An uchastok (, plural ), or dilyanka in Ukrainian usage (, plural ), was a territorial-administrative unit of the Russian Empire and early Russian SFSR. Throughout most of modern Russian history, uchastoks, which numbered 2,523 throughout the empire by 1914, were a third-level administrative division, below okrugs, uyezds and otdels (counties). In a literal sense, uchastok approximately corresponds to the English term plot, however, in practical usage it corresponds to a sub-county, section or municipal district.

History 
In 1708, an administrative reform carried out by Tsar Peter the Great divided Russia into guberniyas (provinces) with subordinate uezds, whereas oblasts (regions) consisted of okrugs (counties), or otdels (Cossack counties), however, the counties of all were usually divided into either uchastoks or volosts, with the exception of the uezds of the Black Sea Governorate which did not have any sub-counties.

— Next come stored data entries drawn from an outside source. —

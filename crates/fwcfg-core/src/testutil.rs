//! Scripted in-memory device for protocol tests
//!
//! Records every register access so tests can assert on transaction
//! ordering, not just on the bytes returned.

use alloc::collections::BTreeMap;
use alloc::vec::Vec;
use std::sync::{Arc, Mutex};

use crate::port::SelectorPort;

/// One register access as seen by the device.
#[derive(Debug, Clone, Copy, PartialEq, Eq)]
pub enum Op {
    /// Selector write with the given key
    Select(u16),
    /// Data-register read while the given key was selected
    Read(u16),
}

/// Shared access log, usable while the device is owned by a guard.
pub type OpLog = Arc<Mutex<Vec<Op>>>;

pub struct MockDevice {
    blobs: BTreeMap<u16, Vec<u8>>,
    selected: u16,
    cursor: usize,
    log: OpLog,
}

impl MockDevice {
    pub fn new(blobs: &[(u16, Vec<u8>)]) -> (Self, OpLog) {
        let log: OpLog = Arc::new(Mutex::new(Vec::new()));
        let device = Self {
            blobs: blobs.iter().cloned().collect(),
            selected: 0,
            cursor: 0,
            log: Arc::clone(&log),
        };
        (device, log)
    }
}

impl SelectorPort for MockDevice {
    fn write_selector(&mut self, key: u16) {
        self.selected = key;
        self.cursor = 0;
        self.log.lock().unwrap().push(Op::Select(key));
    }

    fn read_byte(&mut self) -> u8 {
        // Reads past the logical end return whatever the device has there;
        // the mock models that as zero bytes.
        let byte = self
            .blobs
            .get(&self.selected)
            .and_then(|data| data.get(self.cursor))
            .copied()
            .unwrap_or(0);
        self.cursor += 1;
        self.log.lock().unwrap().push(Op::Read(self.selected));
        byte
    }
}

/// Encode a directory blob: big-endian count, then 64-byte records.
pub fn encode_directory(files: &[(&str, u32, u16)]) -> Vec<u8> {
    let mut blob = Vec::with_capacity(4 + 64 * files.len());
    blob.extend_from_slice(&(files.len() as u32).to_be_bytes());
    for &(name, size, select) in files {
        blob.extend_from_slice(&size.to_be_bytes());
        blob.extend_from_slice(&select.to_be_bytes());
        blob.extend_from_slice(&[0u8; 2]);
        let mut field = [0u8; 56];
        field[..name.len()].copy_from_slice(name.as_bytes());
        blob.extend_from_slice(&field);
    }
    blob
}
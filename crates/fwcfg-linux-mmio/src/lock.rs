//! Platform lock over an advisory file lock
//!
//! When another agent on the host can drive the same register pair (a
//! second process, a management daemon), both sides agree on a lock file
//! and take `flock(2)` on it around every transaction. This stands in
//! for a firmware-level lock, which user space cannot reach.

use core::time::Duration;

use fwcfg_core::lock::PlatformLock;

#[cfg(target_os = "linux")]
mod imp {
    use super::*;
    use crate::error::{MmioError, Result};
    use log::warn;
    use std::fs::{File, OpenOptions};
    use std::os::unix::io::AsRawFd;
    use std::path::Path;
    use std::time::Instant;

    /// Poll interval while waiting for a contended lock
    const RETRY_INTERVAL: Duration = Duration::from_millis(10);

    /// Advisory `flock(2)` on a shared lock file.
    pub struct FileLock {
        file: File,
        path: String,
    }

    impl FileLock {
        /// Open (creating if needed) the lock file at `path`.
        pub fn open(path: &Path) -> Result<Self> {
            let file = OpenOptions::new()
                .read(true)
                .write(true)
                .create(true)
                .open(path)
                .map_err(|source| MmioError::LockFileOpen {
                    path: path.display().to_string(),
                    source,
                })?;
            Ok(Self {
                file,
                path: path.display().to_string(),
            })
        }
    }

    impl PlatformLock for FileLock {
        fn acquire(&self, timeout: Duration) -> bool {
            let deadline = Instant::now() + timeout;
            loop {
                // SAFETY: the fd stays valid for as long as self.file lives
                let rc = unsafe {
                    libc::flock(self.file.as_raw_fd(), libc::LOCK_EX | libc::LOCK_NB)
                };
                if rc == 0 {
                    return true;
                }

                let err = std::io::Error::last_os_error();
                if err.raw_os_error() != Some(libc::EWOULDBLOCK) {
                    warn!("flock on {} failed: {}", self.path, err);
                    return false;
                }
                if Instant::now() >= deadline {
                    return false;
                }
                std::thread::sleep(RETRY_INTERVAL);
            }
        }

        fn release(&self) {
            // SAFETY: the fd stays valid for as long as self.file lives
            let rc = unsafe { libc::flock(self.file.as_raw_fd(), libc::LOCK_UN) };
            if rc != 0 {
                warn!(
                    "unlock of {} failed: {}",
                    self.path,
                    std::io::Error::last_os_error()
                );
            }
        }
    }
}

#[cfg(target_os = "linux")]
pub use imp::FileLock;

// Stub for non-Linux platforms
#[cfg(not(target_os = "linux"))]
pub struct FileLock {
    _private: (),
}

#[cfg(not(target_os = "linux"))]
impl FileLock {
    pub fn open(_path: &std::path::Path) -> crate::error::Result<Self> {
        Err(crate::error::MmioError::NotSupported(
            "file locks for the register pair only supported on Linux",
        ))
    }
}

#[cfg(not(target_os = "linux"))]
impl PlatformLock for FileLock {
    fn acquire(&self, _timeout: Duration) -> bool {
        false
    }

    fn release(&self) {}
}

#[cfg(all(test, target_os = "linux"))]
mod tests {
    use super::*;
    use std::sync::Arc;
    use std::thread;

    #[test]
    fn acquire_and_release() {
        let dir = std::env::temp_dir();
        let path = dir.join("fwcfg-lock-test-a");
        let lock = FileLock::open(&path).unwrap();
        assert!(lock.acquire(Duration::from_millis(100)));
        lock.release();
        assert!(lock.acquire(Duration::from_millis(100)));
        lock.release();
    }

    #[test]
    fn contended_lock_times_out() {
        let dir = std::env::temp_dir();
        let path = dir.join("fwcfg-lock-test-b");
        let holder = Arc::new(FileLock::open(&path).unwrap());
        assert!(holder.acquire(Duration::from_millis(100)));

        // flock is per open file description, so a second description
        // on the same file contends with the first
        let waiter = FileLock::open(&path).unwrap();
        let blocked = thread::spawn(move || waiter.acquire(Duration::from_millis(50)))
            .join()
            .unwrap();
        assert!(!blocked);

        holder.release();
        let retry = FileLock::open(&path).unwrap();
        assert!(retry.acquire(Duration::from_millis(100)));
        retry.release();
    }
}
//! CLI argument parsing

use crate::backends;
use clap::{Parser, Subcommand};
use std::path::PathBuf;

/// Generate dynamic help text for the backend argument
fn backend_help() -> String {
    format!(
        "Device backend to use [available: {}]",
        backends::backend_names_short()
    )
}

#[derive(Parser)]
#[command(name = "fwcfg")]
#[command(author, version, about = "Firmware configuration blob reader", long_about = None)]
pub struct Cli {
    /// Verbosity level (-v, -vv, -vvv)
    #[arg(short, long, action = clap::ArgAction::Count, global = true)]
    pub verbose: u8,

    /// Platform lock acquisition timeout in milliseconds
    #[arg(long, global = true, default_value_t = 1000)]
    pub lock_timeout_ms: u64,

    #[command(subcommand)]
    pub command: Commands,
}

#[derive(Subcommand)]
pub enum Commands {
    /// Probe for the device and show its identity
    Probe {
        /// Device backend to use
        #[arg(short, long, help = backend_help())]
        backend: String,
    },

    /// List blobs published in the device directory
    List {
        /// Device backend to use
        #[arg(short, long, help = backend_help())]
        backend: String,
    },

    /// Read one blob by name
    Read {
        /// Device backend to use
        #[arg(short, long, help = backend_help())]
        backend: String,

        /// Blob name, e.g. "bootorder" or "etc/system-uuid"
        #[arg(short, long)]
        name: String,

        /// Output file path (stdout if omitted)
        #[arg(short, long)]
        output: Option<PathBuf>,
    },

    /// Read every blob into a directory
    Extract {
        /// Device backend to use
        #[arg(short, long, help = backend_help())]
        backend: String,

        /// Output directory
        #[arg(short, long)]
        output: PathBuf,
    },

    /// List supported backends
    ListBackends,
}
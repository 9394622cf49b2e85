//! Sequential blob read engine
//!
//! The protocol has no random access: a selector write moves the device
//! cursor to offset 0 of the chosen blob, and the only way forward is to
//! read bytes one at a time. Reading from a non-zero offset therefore
//! costs one discarded read per skipped byte. Blobs are read once, start
//! to end, so the O(skip) cost never compounds in practice.

use crate::error::Result;
use crate::guard::AccessGuard;
use crate::port::SelectorPort;

/// Reads blobs through the exclusion guard, one transaction per select.
pub struct BlobReader<'a, P: SelectorPort> {
    guard: &'a AccessGuard<P>,
}

impl<'a, P: SelectorPort> BlobReader<'a, P> {
    /// Create a reader over the session's guard.
    pub fn new(guard: &'a AccessGuard<P>) -> Self {
        Self { guard }
    }

    /// Select `key`, discard `skip` bytes, then fill `out`.
    ///
    /// Runs as one guarded transaction. A `skip` at or beyond the blob's
    /// actual size is undefined by the protocol - the device silently
    /// serves whatever exists past the logical end - so callers must stay
    /// within the declared size.
    pub fn read_blob(&self, key: u16, skip: u64, out: &mut [u8]) -> Result<()> {
        self.with_stream(key, |stream| {
            stream.skip(skip);
            stream.read_exact(out);
            Ok(())
        })
    }

    /// Select `key` and hand `body` the live byte stream.
    ///
    /// The whole callback runs inside a single select-session, so multiple
    /// reads observe one continuous stream with no cursor reset between
    /// them. This is how the directory is decoded: its count header and
    /// all records arrive over one select.
    pub fn with_stream<R, F>(&self, key: u16, body: F) -> Result<R>
    where
        F: FnOnce(&mut BlobStream<'_, P>) -> Result<R>,
    {
        self.guard.with_transaction(|port| {
            port.write_selector(key);
            let mut stream = BlobStream { port };
            body(&mut stream)
        })?
    }
}

/// Byte stream over the currently selected blob.
///
/// Only exists inside a guarded transaction; the device cursor advances
/// with every byte and never rewinds.
pub struct BlobStream<'p, P: SelectorPort> {
    port: &'p mut P,
}

impl<P: SelectorPort> BlobStream<'_, P> {
    /// Discard `count` bytes by reading and ignoring them.
    pub fn skip(&mut self, count: u64) {
        for _ in 0..count {
            self.port.read_byte();
        }
    }

    /// Read exactly `buf.len()` bytes into `buf`.
    pub fn read_exact(&mut self, buf: &mut [u8]) {
        self.port.read_bytes(buf);
    }
}

#[cfg(test)]
mod tests {
    use super::*;
    use crate::lock::NoPlatformLock;
    use crate::testutil::{MockDevice, Op};
    use alloc::boxed::Box;
    use alloc::vec::Vec;
    use core::time::Duration;

    fn reader_over(blobs: &[(u16, Vec<u8>)]) -> (AccessGuard<MockDevice>, crate::testutil::OpLog) {
        let (device, log) = MockDevice::new(blobs);
        let guard = AccessGuard::new(device, Box::new(NoPlatformLock), Duration::from_secs(1));
        (guard, log)
    }

    #[test]
    fn read_from_offset_zero() {
        let (guard, _log) = reader_over(&[(0x21, b"hello world".to_vec())]);
        let reader = BlobReader::new(&guard);

        let mut out = [0u8; 5];
        reader.read_blob(0x21, 0, &mut out).unwrap();
        assert_eq!(&out, b"hello");
    }

    #[test]
    fn skip_discards_preceding_bytes() {
        let (guard, log) = reader_over(&[(0x21, b"hello world".to_vec())]);
        let reader = BlobReader::new(&guard);

        let mut out = [0u8; 5];
        reader.read_blob(0x21, 6, &mut out).unwrap();
        assert_eq!(&out, b"world");

        // One select, then skip + payload reads, nothing else
        let ops = log.lock().unwrap();
        assert_eq!(ops[0], Op::Select(0x21));
        assert_eq!(ops.len(), 1 + 6 + 5);
        assert!(ops[1..].iter().all(|op| *op == Op::Read(0x21)));
    }

    #[test]
    fn reselect_resets_cursor() {
        let (guard, _log) = reader_over(&[(0x21, b"abcdef".to_vec())]);
        let reader = BlobReader::new(&guard);

        let mut first = [0u8; 3];
        reader.read_blob(0x21, 0, &mut first).unwrap();
        let mut again = [0u8; 3];
        reader.read_blob(0x21, 0, &mut again).unwrap();
        // Second read starts over at offset 0, not where the first stopped
        assert_eq!(first, again);
    }

    #[test]
    fn stream_is_one_select_session() {
        let (guard, log) = reader_over(&[(0x19, b"0123456789".to_vec())]);
        let reader = BlobReader::new(&guard);

        let (mut head, mut tail) = ([0u8; 4], [0u8; 6]);
        reader
            .with_stream(0x19, |stream| {
                stream.read_exact(&mut head);
                stream.read_exact(&mut tail);
                Ok(())
            })
            .unwrap();
        assert_eq!(&head, b"0123");
        assert_eq!(&tail, b"456789");

        let ops = log.lock().unwrap();
        let selects = ops.iter().filter(|op| matches!(op, Op::Select(_))).count();
        assert_eq!(selects, 1);
    }
}
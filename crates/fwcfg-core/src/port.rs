//! Register port trait
//!
//! The device exposes exactly two registers: a 16-bit control (selector)
//! register and an 8-bit data register. Implementations own an exclusively
//! reserved, already-mapped register region for the lifetime of a session.

/// Access to the selector/data register pair.
///
/// The device keeps an internal cursor per selected blob: writing the
/// selector resets it to offset 0, and every data-register read advances
/// it by one byte. The port itself is stateless beyond the mapping.
///
/// Register I/O cannot fail once the region is mapped; an I/O fault at
/// this level is a fatal hardware condition, not a recoverable error.
pub trait SelectorPort {
    /// Issue a single 16-bit little-endian write to the control register,
    /// selecting the blob identified by `key` and resetting the device
    /// cursor to offset 0.
    fn write_selector(&mut self, key: u16);

    /// Read one byte from the data register, advancing the device cursor.
    fn read_byte(&mut self) -> u8;

    /// Read `buf.len()` sequential bytes into `buf`, in order.
    ///
    /// Semantically equivalent to `buf.len()` calls to [`read_byte`];
    /// implementations may override this when the mapping allows a
    /// tighter loop.
    ///
    /// [`read_byte`]: SelectorPort::read_byte
    fn read_bytes(&mut self, buf: &mut [u8]) {
        for slot in buf.iter_mut() {
            *slot = self.read_byte();
        }
    }
}

// Blanket impl so backends can hand the session a type-erased port
#[cfg(feature = "alloc")]
impl SelectorPort for alloc::boxed::Box<dyn SelectorPort + Send> {
    fn write_selector(&mut self, key: u16) {
        (**self).write_selector(key)
    }

    fn read_byte(&mut self) -> u8 {
        (**self).read_byte()
    }

    fn read_bytes(&mut self, buf: &mut [u8]) {
        (**self).read_bytes(buf)
    }
}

By the Soviet administrative reform of 1923–1929, most of the uchastoks were transformed into raions (districts), which corresponded in a similar land size, however, were subordinate directly to its Soviet republic rather than to any larger province or county.

Administration 
Uchastoks were coterminous with police districts—which were in the charge of the local police chief. A selskoye obshchestvo (), literally translating to "rural community" were often the subdivisions of uchastoks, if not their equivalent, consisting of groups of geographically linked villages. A magal () is a similar sub-county which was less-commonly used but still equivalent to an uchastok, however, a stanitsa—which was common in otdels—was always subordinate to an uchastok.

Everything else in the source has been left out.